In [None]:
%matplotlib inline 
import pandas as pd
import numpy as np
import pandas_profiling as ppv
from sklearn.linear_model import LogisticRegression
import matplotlib.pyplot as plt
from IPython.display import display, HTML

In [None]:
ctr_revenue = pd.read_csv('abtest_example_ctr.csv')

In [None]:
# ctr_revenue_copy.date = ctr_revenue_copy.date.to_datetime()
ctr_revenue['date'] = pd.to_datetime(ctr_revenue['date'])

In [None]:
ppv.ProfileReport(ctr_revenue)

# Checking problem in dataset

There are missing data in column 'userid'

In [None]:
for column in ctr_revenue.columns.values:
    print column, ctr_revenue[[column]].isnull().values.any()

In [None]:
ctr_revenue.shape

Is there any user id falling into both test and control groups - any mixed users?

In [None]:
userid_distinctgroups = ctr_revenue.groupby('userid')['groups'].nunique().reset_index(name = 'number_of_distinct_groups')
user_multigroup = userid_distinctgroups[userid_distinctgroups.number_of_distinct_groups > 1]
print user_multigroup.count()
# print user_multigroup

Any userid has more than 1 device id? - user with multiple devices

In [None]:
userid_numOfDevices = ctr_revenue.groupby('userid')['deviceid'].nunique().reset_index(name = 'number_of_devices')
user_multiDevice = userid_numOfDevices[userid_numOfDevices.number_of_devices > 1]
print user_multiDevice.count()
# print user_multiDevice

Any device id has more than 1 user id?

In [None]:
deviceid_NumOfUserid = ctr_revenue.groupby('deviceid')['userid'].nunique().reset_index(name = 'numner_of_userid')
device_multiUser =  deviceid_NumOfUserid[deviceid_NumOfUserid.numner_of_userid > 1]
# print device_multiUser
print device_multiUser.count()

In [None]:
ctr_revenue_copy = ctr_revenue.copy()

create dummy variable - if any problems above, 1 else 0

In [None]:
ctr_revenue_copy['pb_missing_userid'] = ctr_revenue.userid.isnull().values * 1

In [None]:
user_multigroup_idSet = set(user_multigroup.userid.values)
ctr_revenue_copy['pb_userid_mix'] = ctr_revenue_copy['userid'].apply(lambda x: x in user_multigroup_idSet) * 1

In [None]:
user_multiDevice_idSet = set(user_multiDevice.userid.values)
ctr_revenue_copy['pb_userid_mulD'] = ctr_revenue_copy['userid'].apply(lambda x: x in user_multiDevice_idSet) * 1

In [None]:
device_multiUser_idSet = set(device_multiUser.deviceid.values)
ctr_revenue_copy['pb_deviceid_mulU'] = ctr_revenue_copy['deviceid'].apply(lambda x: x in device_multiUser_idSet) * 1

For simplicity, I create a combined column 1/0 if there is any problems.

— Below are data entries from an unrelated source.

//! Identity types for chordgate requests

use chrono::{DateTime, Utc};
use serde::{Deserialize, Serialize};
use sha2::{Digest, Sha256};
use std::fmt;
use std::str::FromStr;
use uuid::Uuid;

/// Timestamp type using UTC timezone.
pub type Timestamp = DateTime<Utc>;

/// SHA-256 content hash for audio deduplication.
pub type ContentHash = [u8; 32];

/// Compute SHA-256 hash of content.
pub fn compute_content_hash(content: &[u8]) -> ContentHash {
    let mut hasher = Sha256::new();
    hasher.update(content);
    let result = hasher.finalize();
    let mut hash = [0u8; 32];
    hash.copy_from_slice(&result);
    hash
}

/// Request correlation identifier.
///
/// Generated once per inbound request (UUIDv7, so ids sort by arrival time)
/// and carried through every log line and error response of the pipeline.
#[derive(Debug, Clone, Copy, PartialEq, Eq, Hash, PartialOrd, Ord, Serialize, Deserialize)]
#[serde(transparent)]
pub struct CorrelationId(Uuid);

impl CorrelationId {
    /// Generate a fresh correlation id.
    pub fn new() -> Self {
        Self(Uuid::now_v7())
    }

    /// Wrap an existing UUID (e.g. one supplied by an upstream proxy).
    pub fn from_uuid(id: Uuid) -> Self {
        Self(id)
    }

    pub fn as_uuid(&self) -> Uuid {
        self.0
    }
}

impl Default for CorrelationId {
    fn default() -> Self {
        Self::new()
    }
}

impl fmt::Display for CorrelationId {
    fn fmt(&self, f: &mut fmt::Formatter<'_>) -> fmt::Result {
        write!(f, "{}", self.0)
    }
}

impl FromStr for CorrelationId {
    type Err = uuid::Error;

    fn from_str(s: &str) -> Result<Self, Self::Err> {
        Uuid::parse_str(s).map(Self)
    }
}

#[cfg(test)]
mod tests {
    use super::*;

    #[test]
    fn test_content_hash_is_stable() {
        let a = compute_content_hash(b"RIFF....WAVEfmt ");
        let b = compute_content_hash(b"RIFF....WAVEfmt ");
        assert_eq!(a, b);
        assert_ne!(a, compute_content_hash(b"RIFF....WAVEfmt!"));
    }

    #[test]
    fn test_correlation_id_round_trips_through_string() {
        let id = CorrelationId::new();
        let parsed: CorrelationId = id.to_string().parse().expect("valid uuid");
        assert_eq!(id, parsed);
    }

    #[test]
    fn test_correlation_ids_are_unique() {
        assert_ne!(CorrelationId::new(), CorrelationId::new());
    }
}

In real projects, 
I will do this separately for each problem

In [None]:
ctr_revenue_copy['pb_all'] = ctr_revenue_copy.apply(lambda x: max(x['pb_missing_userid'], x['pb_userid_mix'], x['pb_userid_mulD'], x['pb_deviceid_mulU']), axis=1)

In [None]:
fig, axes = plt.subplots(nrows = 3, ncols = 2, figsize = (10,10))
ctr_revenue_copy.groupby('pb_all')['userid'].nunique('userid')\
    .reset_index(name = 'number_of_n_userid').plot.bar(x = 'pb_all', y = 'number_of_n_userid', ax = axes[0][0])
ctr_revenue_copy.groupby('pb_userid_mix')['userid'].nunique('userid')\
    .reset_index(name = 'number_of_n_userid').plot.bar(x = 'pb_userid_mix', y = 'number_of_n_userid', ax = axes[0][1])
ctr_revenue_copy.groupby('pb_userid_mulD')['userid'].nunique('userid')\
    .reset_index(name = 'number_of_n_userid').plot.bar(x = 'pb_userid_mulD', y = 'number_of_n_userid', ax = axes[1][0])
ctr_revenue_copy.groupby('pb_deviceid_mulU')['userid'].nunique('userid')\
    .reset_index(name = 'number_of_n_userid').plot.bar(x = 'pb_deviceid_mulU', y = 'number_of_n_userid', ax = axes[1][1])
ctr_revenue_copy.groupby('pb_missing_userid')['userid'].nunique('userid')\
    .reset_index(name = 'number_of_n_userid').plot.bar(x = 'pb_missing_userid', y = 'number_of_n_userid', ax = axes[2][0])


In [None]:
ctr_revenue_logit = pd.get_dummies(ctr_revenue_copy, prefix_sep='_', drop_first=True)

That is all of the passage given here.